What you are asked to do: Using the listing below, work out the number of lines in which "PageSource" appears; return only that figure.

^^^^^^^^

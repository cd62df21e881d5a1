pub mod browser;
pub mod cleaner;
pub mod fetch;
pub mod http_client;
pub mod parsers;
pub mod politeness;
pub mod rate_limit;
pub mod robots;

use crate::config::{BrowserConfig, PolitenessConfig};
use anyhow::{Context, Result};
use std::sync::Arc;

use self::browser::{Renderer, WebDriverRenderer};
use self::http_client::HttpClient;
use self::politeness::PolitenessGate;

/// HTTP client with its own robots cache and per-origin pacing.
pub fn polite_client(config: &PolitenessConfig) -> Result<HttpClient> {
    let gate = Arc::new(PolitenessGate::new(config).context("Failed to build politeness gate")?);
    HttpClient::new(config, gate)
}

/// A fresh browser handle, or `None` when rendering is switched off. No
/// session is opened until the first render.
pub fn renderer(config: &BrowserConfig) -> Result<Option<Arc<dyn Renderer>>> {
    if !config.enabled {
        return Ok(None);
    }
    let r = WebDriverRenderer::new(config).context("Failed to build WebDriver client")?;
    Ok(Some(Arc::new(r)))
}
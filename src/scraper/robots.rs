//! robots.txt rules for one origin, as seen by our configured agent.

use std::time::Duration;
use texting_robots::Robot;
use tracing::warn;

/// Parsed rules, or none at all when the file was missing or unreadable.
pub struct RobotsTxt {
    robot: Option<Robot>,
}

impl RobotsTxt {
    pub fn allow_all() -> Self {
        Self { robot: None }
    }

    /// A file that fails to parse is treated as absent.
    pub fn parse(agent: &str, content: &str) -> Self {
        match Robot::new(agent, content.as_bytes()) {
            Ok(robot) => Self { robot: Some(robot) },
            Err(e) => {
                warn!("Unparseable robots.txt ({}), allowing", e);
                Self::allow_all()
            }
        }
    }

    pub fn is_allowed(&self, url: &str) -> bool {
        self.robot.as_ref().is_none_or(|r| r.allowed(url))
    }

    pub fn crawl_delay(&self) -> Option<Duration> {
        let secs = self.robot.as_ref()?.delay?;
        (secs.is_finite() && secs > 0.0).then(|| Duration::from_secs_f32(secs))
    }
}
impl Pipeline {
    pub fn new(config: AppConfig, repo: Arc<Repository>, cancel: CancellationToken) -> Result<Self> {
        let http: Arc<dyn PageSource> = Arc::new(
            polite_client(&config.politeness).context("Failed to build HTTP client")?,
        );
        let mut resolver = TickerResolver::new();
        if let Some(path) = &config.sources.ticker_universe {
            let entries = load_universe(path)?;
            resolver = resolver.with_universe(entries.into_iter().map(|e| e.symbol));
        }
        Ok(Self::with_parts(config, repo, http, resolver, cancel))
    }

    pub fn with_parts(
        config: AppConfig,
        repo: Arc<Repository>,
        http: Arc<dyn PageSource>,
        resolver: TickerResolver,
        cancel: CancellationToken,
    ) -> Self {
        let limiter = Arc::new(SlidingWindowLimiter::per_minute(
            config.pipeline.api_calls_per_minute,
        ));
        let policy = RetryPolicy {
            max_retries: config.pipeline.api_max_retries,
            base_delay_ms: config.pipeline.api_retry_base_ms,
        };
        Self {
            state: IncrementalStateStore::new(Arc::clone(&repo)),
            api: ApiClient::new(Arc::clone(&http), limiter, policy),
            config,
            repo,
            http,
            resolver,
            cancel,
        }
    }

    /// Incremental cycle for one source.
    pub async fn run_cycle(&self, site: Site) -> Result<CycleStats> {
        self.cycle(site, None).await
    }

    /// Non-incremental cycle over the last `days` days.
    pub async fn backfill(&self, site: Site, days: i64) -> Result<CycleStats> {
        self.cycle(site, Some(days)).await
    }

    /// Every site in `sites` as its own task, at most `concurrency` at once.
    pub async fn run_all(self: Arc<Self>, sites: Vec<Site>) -> Vec<(Site, Result<CycleStats>)> {
        let sem = Arc::new(Semaphore::new(self.config.pipeline.concurrency.max(1)));
        let mut handles = Vec::new();

        for site in sites {
            let pipeline = Arc::clone(&self);
            let sem = Arc::clone(&sem);
            let handle = tokio::spawn(async move {
                let _permit = sem.acquire().await?;
                pipeline.run_cycle(site).await
            });
            handles.push((site, handle));
        }

        let mut results = Vec::with_capacity(handles.len());
        for (site, handle) in handles {
            let result = match handle.await {
                Ok(r) => r,
                Err(e) => {
                    error!("Task panic for {}: {}", site.name(), e);
                    Err(anyhow::anyhow!("task for {} panicked", site.name()))
                }
            };
            if let Err(e) = &result {
                warn!("{}: {:#}", site.name(), e);
            }
            results.push((site, result));
        }
        results
    }

    async fn cycle(&self, site: Site, forced_days: Option<i64>) -> Result<CycleStats> {
        let source = site.name();
        let now = Utc::now();
        let window = match forced_days {
            Some(days) => FetchWindow {
                days_back: days.max(1),
                is_incremental: false,
                reference_ts: None,
            },
            None => self.state.get_fetch_window(
                source,
                self.config.pipeline.default_days_back,
                now,
            )?,
        };
        let since = window.since(now);
        info!(
            source,
            "=== Cycle start: {} days back (incremental={}) ===",
            window.days_back,
            window.is_incremental
        );

        let fetcher = FetchStrategy::new(Arc::clone(&self.http), renderer(&self.config.browser)?);
        let run_id = match self.repo.begin_scrape_run(source) {
            Ok(id) => Some(id),
            Err(e) => {
                warn!(source, "Could not log scrape run: {:#}", e);
                None
            }
        };
        let mut sink = BatchUpsertSink::new(
            self.repo.clone(),
            self.config.pipeline.batch_size_posts,
            self.config.pipeline.batch_size_units,
        );

        let crawled = self.crawl(site, &fetcher, &mut sink, since).await;
        fetcher.close().await;
        // Pending records are valid whatever happened to the crawl.
        debug!(source, "Final flush of {} pending records", sink.pending());
        let flushed = sink.finish();

        let outcome = match (crawled, flushed) {
            (Ok(crawl), Ok(sink_stats)) => Ok((crawl, sink_stats)),
            (Err(e), _) | (_, Err(e)) => Err(e),
        };

        match outcome {
            Ok((crawl, sink_stats)) => {
                let stats = CycleStats {
                    records_found: crawl.found,
                    records_stored: sink_stats.stored,
                };
                if crawl.cancelled {
                    warn!(source, "Cycle cancelled, watermark left unchanged");
                    self.close_run(run_id, &stats, Some("cancelled"));
                    return Ok(stats);
                }

                self.state.update_fetch(source, now)?;
                if !window.is_incremental {
                    self.state.update_backfill(source, now)?;
                }
                self.close_run(run_id, &stats, None);
                info!(
                    source,
                    "=== Cycle done: {} found | {} new ===",
                    stats.records_found,
                    stats.records_stored
                );
                Ok(stats)
            }
            Err(e) => {
                error!(source, "Cycle failed: {:#}", e);
                self.close_run(run_id, &CycleStats::default(), Some(&format!("{:#}", e)));
                Err(e)
            }
        }
    }

    fn close_run(&self, run_id: Option<i64>, stats: &CycleStats, error: Option<&str>) {
        let Some(id) = run_id else { return };
        if let Err(e) =
            self.repo
                .finish_scrape_run(id, stats.records_found, stats.records_stored, error)
        {
            warn!("Could not close scrape run {}: {:#}", id, e);
        }
    }

    async fn crawl(
        &self,
        site: Site,
        fetcher: &FetchStrategy,
        sink: &mut BatchUpsertSink,
        since: DateTime<Utc>,
    ) -> Result<Crawl> {
        match site {
            Site::Hegnar => self.crawl_threads(fetcher, sink, since).await,
            Site::Placera | Site::Nordnet => self.crawl_listing(site, fetcher, sink, since).await,
            Site::OsloBors => {
                let api = self.config.sources.newsweb_api_url.as_str();
                let feeds = self
                    .config
                    .sources
                    .newsweb_issuers
                    .iter()
                    .map(|issuer| -> Result<(String, String)> {
                        Ok((issuer.clone(), newsweb::feed_url(api, issuer, since.date_naive())?))
                    })
                    .collect::<Result<Vec<_>>>()?;
                self.crawl_feeds(site, feeds, sink, since).await
            }
            Site::Nasdaq => {
                let rss = self.config.sources.nasdaq_rss_url.as_str();
                let feeds = self
                    .config
                    .sources
                    .nasdaq_instruments
                    .iter()
                    .map(|ric| -> Result<(String, String)> {
                        Ok((ric.clone(), nasdaq::feed_url(rss, ric)?))
                    })
                    .collect::<Result<Vec<_>>>()?;
                self.crawl_feeds(site, feeds, sink, since).await
            }
        }
    }

    fn forum(&self, site: Site) -> Result<&Forum> {
        self.config
            .forum(site.name())
            .with_context(|| format!("no forum configured for {}", site.name()))
    }

    fn cancelled(&self, source: &str) -> bool {
        let c = self.cancel.is_cancelled();
        if c {
            info!(source, "Cancellation requested, stopping at page boundary");
        }
        c
    }

    /// Parse a document, resolve tickers and queue what falls in the window.
    fn ingest(
        &self,
        site: Site,
        document: &str,
        ctx: &ParseContext,
        sink: &mut BatchUpsertSink,
        since: DateTime<Utc>,
    ) -> Result<PageYield> {
        let candidates = site.parse(document, ctx);
        let records = self.resolver.apply(candidates, ctx, site.ticker_required());
        let mut out = PageYield::default();
        for record in records {
            if record.timestamp() < since {
                continue;
            }
            out.in_window += 1;
            if sink.accumulate(record)? {
                out.new += 1;
            }
        }
        Ok(out)
    }

    /// Placera and Nordnet: each listing page is one unit.
    async fn crawl_listing(
        &self,
        site: Site,
        fetcher: &FetchStrategy,
        sink: &mut BatchUpsertSink,
        since: DateTime<Utc>,
    ) -> Result<Crawl> {
        let source = site.name();
        let forum = self.forum(site)?;
        let hints = site.render_hints();
        let mut crawl = Crawl::default();

        for page in 1..=self.config.pipeline.max_listing_pages {
            if self.cancelled(source) {
                crawl.cancelled = true;
                break;
            }
            let Some(url) = site.listing_url(&forum.base_url, page) else {
                break;
            };
            let Some(html) = fetcher.fetch(&url, &hints).await? else {
                break;
            };

            let ctx = ParseContext::new(forum.id, url.as_str(), Utc::now());
            let got = self.ingest(site, &html, &ctx, sink, since)?;
            sink.end_unit()?;
            crawl.found += got.in_window;
            info!(source, "Page {}: {} in window, {} new", page, got.in_window, got.new);
            if got.new == 0 {
                break;
            }
        }
        Ok(crawl)
    }

    /// Hegnar: index pages list threads; every thread is paged on its own
    /// and is one unit.
    async fn crawl_threads(
        &self,
        fetcher: &FetchStrategy,
        sink: &mut BatchUpsertSink,
        since: DateTime<Utc>,
    ) -> Result<Crawl> {
        let site = Site::Hegnar;
        let source = site.name();
        let forum = self.forum(site)?;
        let hints = site.render_hints();
        let mut crawl = Crawl::default();

        let mut threads = Vec::new();
        let mut known = HashSet::new();
        for page in 1..=self.config.pipeline.max_listing_pages {
            if self.cancelled(source) {
                crawl.cancelled = true;
                return Ok(crawl);
            }
            let Some(url) = site.listing_url(&forum.base_url, page) else {
                break;
            };
            let Some(html) = fetcher.fetch(&url, &hints).await? else {
                break;
            };
            let ctx = ParseContext::new(forum.id, url.as_str(), Utc::now());
            let before = threads.len();
            for t in hegnar::parse_index(&html, &ctx)? {
                if known.insert(t.id.clone()) {
                    threads.push(t);
                }
            }
            info!(source, "Index page {}: {} new threads", page, threads.len() - before);
            if threads.len() == before {
                break;
            }
        }

        for thread in &threads {
            for page in 1..=self.config.pipeline.max_thread_pages {
                if self.cancelled(source) {
                    crawl.cancelled = true;
                    return Ok(crawl);
                }
                let url = paged_url(&thread.url, page);
                let Some(html) = fetcher.fetch(&url, &hints).await? else {
                    break;
                };
                let ctx = ParseContext::new(forum.id, url.as_str(), Utc::now())
                    .with_hint(thread.ticker_hint.clone());
                let got = self.ingest(site, &html, &ctx, sink, since)?;
                crawl.found += got.in_window;
                if got.new == 0 {
                    break;
                }
            }
            sink.end_unit()?;
        }
        Ok(crawl)
    }

    /// Announcement feeds: one API call per issuer or instrument.
    async fn crawl_feeds(
        &self,
        site: Site,
        feeds: Vec<(String, String)>,
        sink: &mut BatchUpsertSink,
        since: DateTime<Utc>,
    ) -> Result<Crawl> {
        let source = site.name();
        let mut crawl = Crawl::default();

        for (symbol, url) in feeds {
            if self.cancelled(source) {
                crawl.cancelled = true;
                break;
            }
            let body = match self.api.get_text(&url).await {
                Ok(body) => body,
                Err(e) => {
                    warn!(source, "{}: {}", symbol, e);
                    continue;
                }
            };
            let ctx = ParseContext::new(0, url.as_str(), Utc::now()).with_hint(Some(symbol.clone()));
            let got = self.ingest(site, &body, &ctx, sink, since)?;
            sink.end_unit()?;
            crawl.found += got.in_window;
            info!(source, "{}: {} in window, {} new", symbol, got.in_window, got.new);
        }
        Ok(crawl)
    }
}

^^^^^^^^

Solved exercise: 2